(Source records)
+ + + + + + +
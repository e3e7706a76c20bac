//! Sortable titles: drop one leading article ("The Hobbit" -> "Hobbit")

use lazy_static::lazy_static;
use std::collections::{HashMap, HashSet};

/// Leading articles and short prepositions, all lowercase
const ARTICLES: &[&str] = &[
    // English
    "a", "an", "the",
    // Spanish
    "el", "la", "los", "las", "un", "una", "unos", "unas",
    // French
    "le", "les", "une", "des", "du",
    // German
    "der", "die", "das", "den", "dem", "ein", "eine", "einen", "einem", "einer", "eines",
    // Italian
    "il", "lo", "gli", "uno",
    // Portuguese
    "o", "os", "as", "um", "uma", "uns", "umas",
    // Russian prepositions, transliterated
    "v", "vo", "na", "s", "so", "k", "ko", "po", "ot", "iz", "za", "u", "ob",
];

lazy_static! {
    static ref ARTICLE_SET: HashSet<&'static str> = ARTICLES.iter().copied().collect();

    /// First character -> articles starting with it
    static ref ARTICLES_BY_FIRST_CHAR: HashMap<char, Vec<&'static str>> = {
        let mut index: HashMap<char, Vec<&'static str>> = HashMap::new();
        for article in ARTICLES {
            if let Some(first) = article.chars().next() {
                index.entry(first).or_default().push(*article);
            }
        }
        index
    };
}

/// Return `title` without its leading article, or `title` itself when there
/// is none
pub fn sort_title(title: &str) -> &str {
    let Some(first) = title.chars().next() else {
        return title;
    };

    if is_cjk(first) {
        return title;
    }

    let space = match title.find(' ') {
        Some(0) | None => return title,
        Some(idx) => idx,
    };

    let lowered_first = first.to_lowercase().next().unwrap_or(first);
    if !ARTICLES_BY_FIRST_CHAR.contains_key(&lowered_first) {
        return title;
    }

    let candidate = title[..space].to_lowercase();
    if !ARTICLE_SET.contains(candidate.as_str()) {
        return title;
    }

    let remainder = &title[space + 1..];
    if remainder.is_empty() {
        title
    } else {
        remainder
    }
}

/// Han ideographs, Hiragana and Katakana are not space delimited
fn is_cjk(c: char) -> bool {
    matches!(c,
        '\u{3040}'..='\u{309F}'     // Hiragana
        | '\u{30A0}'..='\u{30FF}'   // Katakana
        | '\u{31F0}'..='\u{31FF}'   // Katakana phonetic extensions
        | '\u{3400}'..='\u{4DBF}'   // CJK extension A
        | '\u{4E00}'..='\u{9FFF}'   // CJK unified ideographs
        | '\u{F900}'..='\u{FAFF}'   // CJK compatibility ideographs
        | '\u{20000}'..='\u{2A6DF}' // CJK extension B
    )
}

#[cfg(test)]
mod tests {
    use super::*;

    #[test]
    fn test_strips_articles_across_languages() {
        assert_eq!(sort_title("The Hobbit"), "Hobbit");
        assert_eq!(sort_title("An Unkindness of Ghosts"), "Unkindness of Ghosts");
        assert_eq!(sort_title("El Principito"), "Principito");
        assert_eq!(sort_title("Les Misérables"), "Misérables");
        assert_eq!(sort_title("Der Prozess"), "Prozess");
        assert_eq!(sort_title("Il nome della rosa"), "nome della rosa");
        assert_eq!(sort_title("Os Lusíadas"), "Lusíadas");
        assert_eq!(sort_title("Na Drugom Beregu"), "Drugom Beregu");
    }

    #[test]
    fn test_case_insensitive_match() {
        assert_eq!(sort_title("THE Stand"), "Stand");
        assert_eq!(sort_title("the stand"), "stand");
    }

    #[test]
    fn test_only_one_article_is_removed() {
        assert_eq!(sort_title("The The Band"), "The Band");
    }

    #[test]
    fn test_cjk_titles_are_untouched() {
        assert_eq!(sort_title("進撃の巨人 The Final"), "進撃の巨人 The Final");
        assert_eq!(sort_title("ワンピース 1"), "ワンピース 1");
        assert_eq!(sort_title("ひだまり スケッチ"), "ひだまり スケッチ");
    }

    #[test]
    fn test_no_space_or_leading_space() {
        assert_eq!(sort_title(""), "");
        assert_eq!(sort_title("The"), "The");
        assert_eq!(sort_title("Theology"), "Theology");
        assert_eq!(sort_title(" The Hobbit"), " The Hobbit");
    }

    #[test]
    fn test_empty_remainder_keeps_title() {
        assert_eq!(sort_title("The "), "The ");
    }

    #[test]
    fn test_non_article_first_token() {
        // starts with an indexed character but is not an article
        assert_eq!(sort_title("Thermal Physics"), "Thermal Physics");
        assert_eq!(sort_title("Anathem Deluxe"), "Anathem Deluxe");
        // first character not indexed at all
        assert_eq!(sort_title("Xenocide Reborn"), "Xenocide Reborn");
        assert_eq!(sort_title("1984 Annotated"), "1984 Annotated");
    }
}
+ + + + + + +
**YOUR INSTRUCTIONS**
Copy every record above out again, word for word.

**COMPLETED TASK**
repository e3e7706a76c20bac
//! Sortable titles: drop one leading article ("The Hobbit" -> "Hobbit")

use lazy_static::lazy_static;
use std::collections::{HashMap, HashSet};

/// Leading articles and short prepositions, all lowercase
const ARTICLES: &[&str] = &[
    // English
    "a", "an", "the",
    // Spanish
    "el", "la", "los", "las", "un", "una", "unos", "unas",
    // French
    "le", "les", "une", "des", "du",
    // German
    "der", "die", "das", "den", "dem", "ein", "eine", "einen", "einem", "einer", "eines",
    // Italian
    "il", "lo", "gli", "uno",
    // Portuguese
    "o", "os", "as", "um", "uma", "uns", "umas",
    // Russian prepositions, transliterated
    "v", "vo", "na", "s", "so", "k", "ko", "po", "ot", "iz", "za", "u", "ob",
];

lazy_static! {
    static ref ARTICLE_SET: HashSet<&'static str> = ARTICLES.iter().copied().collect();

    /// First character -> articles starting with it
    static ref ARTICLES_BY_FIRST_CHAR: HashMap<char, Vec<&'static str>> = {
        let mut index: HashMap<char, Vec<&'static str>> = HashMap::new();
        for article in ARTICLES {
            if let Some(first) = article.chars().next() {
                index.entry(first).or_default().push(*article);
            }
        }
        index
    };
}

/// Return `title` without its leading article, or `title` itself when there
/// is none
pub fn sort_title(title: &str) -> &str {
    let Some(first) = title.chars().next() else {
        return title;
    };

    if is_cjk(first) {
        return title;
    }

    let space = match title.find(' ') {
        Some(0) | None => return title,
        Some(idx) => idx,
    };

    let lowered_first = first.to_lowercase().next().unwrap_or(first);
    if !ARTICLES_BY_FIRST_CHAR.contains_key(&lowered_first) {
        return title;
    }

    let candidate = title[..space].to_lowercase();
    if !ARTICLE_SET.contains(candidate.as_str()) {
        return title;
    }

    let remainder = &title[space + 1..];
    if remainder.is_empty() {
        title
    } else {
        remainder
    }
}

/// Han ideographs, Hiragana and Katakana are not space delimited
fn is_cjk(c: char) -> bool {
    matches!(c,
        '\u{3040}'..='\u{309F}'     // Hiragana
        | '\u{30A0}'..='\u{30FF}'   // Katakana
        | '\u{31F0}'..='\u{31FF}'   // Katakana phonetic extensions
        | '\u{3400}'..='\u{4DBF}'   // CJK extension A
        | '\u{4E00}'..='\u{9FFF}'   // CJK unified ideographs
        | '\u{F900}'..='\u{FAFF}'   // CJK compatibility ideographs
        | '\u{20000}'..='\u{2A6DF}' // CJK extension B
    )
}

#[cfg(test)]
mod tests {
    use super::*;

    #[test]
    fn test_strips_articles_across_languages() {
        assert_eq!(sort_title("The Hobbit"), "Hobbit");
        assert_eq!(sort_title("An Unkindness of Ghosts"), "Unkindness of Ghosts");
        assert_eq!(sort_title("El Principito"), "Principito");
        assert_eq!(sort_title("Les Misérables"), "Misérables");
        assert_eq!(sort_title("Der Prozess"), "Prozess");
        assert_eq!(sort_title("Il nome della rosa"), "nome della rosa");
        assert_eq!(sort_title("Os Lusíadas"), "Lusíadas");
        assert_eq!(sort_title("Na Drugom Beregu"), "Drugom Beregu");
    }

    #[test]
    fn test_case_insensitive_match() {
        assert_eq!(sort_title("THE Stand"), "Stand");
        assert_eq!(sort_title("the stand"), "stand");
    }

    #[test]
    fn test_only_one_article_is_removed() {
        assert_eq!(sort_title("The The Band"), "The Band");
    }

    #[test]
    fn test_cjk_titles_are_untouched() {
        assert_eq!(sort_title("進撃の巨人 The Final"), "進撃の巨人 The Final");
        assert_eq!(sort_title("ワンピース 1"), "ワンピース 1");
        assert_eq!(sort_title("ひだまり スケッチ"), "ひだまり スケッチ");
    }

    #[test]
    fn test_no_space_or_leading_space() {
        assert_eq!(sort_title(""), "");
        assert_eq!(sort_title("The"), "The");
        assert_eq!(sort_title("Theology"), "Theology");
        assert_eq!(sort_title(" The Hobbit"), " The Hobbit");
    }

    #[test]
    fn test_empty_remainder_keeps_title() {
        assert_eq!(sort_title("The "), "The ");
    }

    #[test]
    fn test_non_article_first_token() {
        // starts with an indexed character but is not an article
        assert_eq!(sort_title("Thermal Physics"), "Thermal Physics");
        assert_eq!(sort_title("Anathem Deluxe"), "Anathem Deluxe");
        // first character not indexed at all
        assert_eq!(sort_title("Xenocide Reborn"), "Xenocide Reborn");
        assert_eq!(sort_title("1984 Annotated"), "1984 Annotated");
    }
}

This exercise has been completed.